Watch Out for This Palm Tree Infection in Tampa
Palm Tree Infection
TPPD sounds like an acronym for some type of fatal heart disease, but it’s actually Texas Phoenix Palm Decline, and its recent spread to Florida is threatening palm trees around Tampa Bay. If you live in or near Tampa Bay, you may notice palm trees being cut down in their prime for what seems like no reason, but in truth these trees are succumbing to TPPD, the tree disease with no known cure.
What is TPPD?
It was only ten years ago that lethal yellowing was the only known palm disease in Florida caused by parasites and pathogens called phytoplasmas. In particular, phytoplasmas are unculturable bacterium with no cell wall. Texas Phoenix Palm Decline is now another known palm disease caused by this phenomenon, but it’s unknown how it arrived in Florida.
This palm tree infection can be identified when mature palms drop their fruits early and all at one time rather than over a prolonged period. However, if the tree is not yet old enough to produce fruit, or if it is off-season, foliage discoloration is the next symptom of TPPD. Discoloration typically begins with the oldest leaves morphing into different shades of red, brown, and gray.
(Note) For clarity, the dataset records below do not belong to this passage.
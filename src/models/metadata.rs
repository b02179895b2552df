use crate::models::ids::deserialize_id;
use serde::Deserialize;

/// 平台写入的提交元数据（只取用到的字段）
#[derive(Debug, Clone, Deserialize)]
pub struct SubmissionMetadata {
    #[serde(default)]
    pub users: Vec<SubmissionUser>,
}

#[derive(Debug, Clone, Deserialize)]
pub struct SubmissionUser {
    #[serde(deserialize_with = "deserialize_id")]
    pub id: String,
}

impl SubmissionMetadata {
    /// 提交者在平台上的 ID；小组作业只取第一位成员
    pub fn owner_id(&self) -> Option<&str> {
        self.users.first().map(|user| user.id.as_str())
    }
}

#[cfg(test)]
mod tests {
    use super::*;

    #[test]
    fn test_owner_id_from_first_user() {
        let metadata: SubmissionMetadata = serde_json::from_str(
            r#"{"id": 99, "users": [{"id": 123456, "email": "a@b.c"}, {"id": "7"}]}"#,
        )
        .unwrap();
        assert_eq!(metadata.owner_id(), Some("123456"));
    }

    #[test]
    fn test_owner_id_missing_users() {
        let metadata: SubmissionMetadata = serde_json::from_str("{}").unwrap();
        assert_eq!(metadata.owner_id(), None);
    }
}
use std::cell::RefCell;
use std::fmt;
use std::rc::Rc;

type Subscriber<T> = Rc<dyn Fn(&T)>;

/// A shared value that pushes every change to its subscribers.
///
/// The header keeps its menu state in one of these so the DOM only ever
/// reflects the value, never the other way round.
#[derive(Clone)]
pub(crate) struct Signal<T: 'static + Clone> {
    value: Rc<RefCell<T>>,
    subscribers: Rc<RefCell<Vec<Subscriber<T>>>>,
}

impl<T: 'static + Clone> Signal<T> {
    pub(crate) fn new(value: T) -> Self {
        Self {
            value: Rc::new(RefCell::new(value)),
            subscribers: Rc::new(RefCell::new(Vec::new())),
        }
    }

    pub(crate) fn get(&self) -> T {
        self.value.borrow().clone()
    }

    pub(crate) fn set(&self, new_value: T) {
        *self.value.borrow_mut() = new_value;
        self.notify();
    }

    pub(crate) fn update<F: FnOnce(&T) -> T>(&self, f: F) {
        let new_value = f(&self.value.borrow());
        self.set(new_value);
    }

    pub(crate) fn subscribe<F: Fn(&T) + 'static>(&self, f: F) {
        self.subscribers.borrow_mut().push(Rc::new(f));
    }

    fn notify(&self) {
        // Subscribers may read or write the signal again
        let value = self.get();
        let subscribers = self.subscribers.borrow().clone();

        for subscriber in subscribers {
            subscriber(&value);
        }
    }
}

impl<T: 'static + Clone + fmt::Debug> fmt::Debug for Signal<T> {
    fn fmt(&self, f: &mut fmt::Formatter<'_>) -> fmt::Result {
        f.debug_struct("Signal")
            .field("value", &*self.value.borrow())
            .field("subscribers", &self.subscribers.borrow().len())
            .finish()
    }
}
//! Serves the demo site twice: at `/` like a custom domain, and under
//! `/praxis/` like a project page on a shared host.

use axum::Router;
use tower_http::services::ServeDir;

const PROJECT_PREFIX: &str = "/praxis";

#[tokio::main]
async fn main() -> Result<(), Box<dyn std::error::Error + Send + Sync>> {
    let static_dir = std::env::var("PRAXIS_STATIC_DIR")
        .unwrap_or_else(|_| concat!(env!("CARGO_MANIFEST_DIR"), "/static").to_owned());
    let addr = std::env::var("PRAXIS_ADDR").unwrap_or_else(|_| "127.0.0.1:3000".to_owned());

    let app = Router::new()
        .nest_service(PROJECT_PREFIX, ServeDir::new(&static_dir))
        .fallback_service(ServeDir::new(&static_dir));

    let listener = tokio::net::TcpListener::bind(&addr).await?;
    println!("Root deployment:    http://{addr}/");
    println!("Project deployment: http://{addr}{PROJECT_PREFIX}/");

    axum::serve(listener, app).await?;

    Ok(())
}
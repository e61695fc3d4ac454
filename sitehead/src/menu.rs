//! Mobile navigation menu.
//!
//! Clicking the toggle flips the menu, clicks inside the nav stay inside it,
//! and a click on any nav link or anywhere else on the page closes it.

use std::fmt;

use wasm_bindgen::closure::Closure;
use wasm_bindgen::{JsCast, JsValue};
use web_sys::{Element, Event, EventTarget};

use crate::dom::{self, MENU_TOGGLE, NAV_MENU};
use crate::signal::Signal;

pub(crate) const OPEN_CLASS: &str = "show-menu";

/// An event listener that is removed again when dropped.
struct Listener {
    target: EventTarget,
    kind: &'static str,
    callback: Closure<dyn FnMut(Event)>,
}

impl Listener {
    fn attach<F>(target: &EventTarget, kind: &'static str, handler: F) -> Result<Self, JsValue>
    where
        F: FnMut(Event) + 'static,
    {
        let callback = Closure::wrap(Box::new(handler) as Box<dyn FnMut(Event)>);
        target.add_event_listener_with_callback(kind, callback.as_ref().unchecked_ref())?;

        Ok(Self {
            target: target.clone(),
            kind,
            callback,
        })
    }
}

impl Drop for Listener {
    fn drop(&mut self) {
        let _ = self
            .target
            .remove_event_listener_with_callback(self.kind, self.callback.as_ref().unchecked_ref());
    }
}

pub(crate) struct Menu {
    open: Signal<bool>,
    _listeners: Vec<Listener>,
}

impl fmt::Debug for Menu {
    fn fmt(&self, f: &mut fmt::Formatter<'_>) -> fmt::Result {
        f.debug_struct("Menu")
            .field("open", &self.open.get())
            .field("listeners", &self._listeners.len())
            .finish()
    }
}

impl Menu {
    /// Wire up the menu inside `root`. `Ok(None)` when the header has no nav
    /// or no toggle.
    pub(crate) fn bind(root: &Element) -> Result<Option<Self>, JsValue> {
        let Some(nav) = root.query_selector(NAV_MENU)? else {
            return Ok(None);
        };
        let Some(toggle) = root.query_selector(MENU_TOGGLE)? else {
            return Ok(None);
        };
        let document = root.owner_document().ok_or("No document object")?;

        let open = Signal::new(false);

        {
            let nav = nav.clone();
            let toggle = toggle.clone();
            open.subscribe(move |is_open| {
                let _ = nav.class_list().toggle_with_force(OPEN_CLASS, *is_open);
                let expanded = if *is_open { "true" } else { "false" };
                let _ = toggle.set_attribute("aria-expanded", expanded);
            });
        }
        open.set(false);

        let mut listeners = Vec::new();

        let on_toggle = {
            let open = open.clone();
            move |event: Event| {
                event.stop_propagation();
                open.update(|is_open| !is_open);
            }
        };
        listeners.push(Listener::attach(&toggle, "click", on_toggle)?);

        listeners.push(Listener::attach(&nav, "click", |event: Event| {
            event.stop_propagation();
        })?);

        let close = {
            let open = open.clone();
            move |_event: Event| open.set(false)
        };
        listeners.push(Listener::attach(&document, "click", close.clone())?);

        for link in dom::query_all(&nav, "a")? {
            listeners.push(Listener::attach(&link, "click", close.clone())?);
        }

        Ok(Some(Self {
            open,
            _listeners: listeners,
        }))
    }

    pub(crate) fn is_open(&self) -> bool {
        self.open.get()
    }
}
It is the status of the spear leaf that determines the fate of a tree with TPPD. When the spear leaf has died, the palm cannot recover and must be removed as quickly as possible to avoid the palm infecting others. However, if the spear leaf is still alive, the tree can undergo treatment with an antibiotic to attempt recovery.
TPPD in Tampa
Sadly, TPPD is spreading around Tampa too quickly. There are $10,000 medjool date palm trees that arborists have been forced to cut down because they have been too deeply infected by the bacterium of TPPD. Insects are responsible for spreading the disease around Florida by sucking on the tree’s leaves and then moving to a new tree. Though some trees are being treated with antibiotics, all too many have not been spared. The University of Florida has devoted resources to investigate the disease further in hopes of finding a more effective treatment or cure.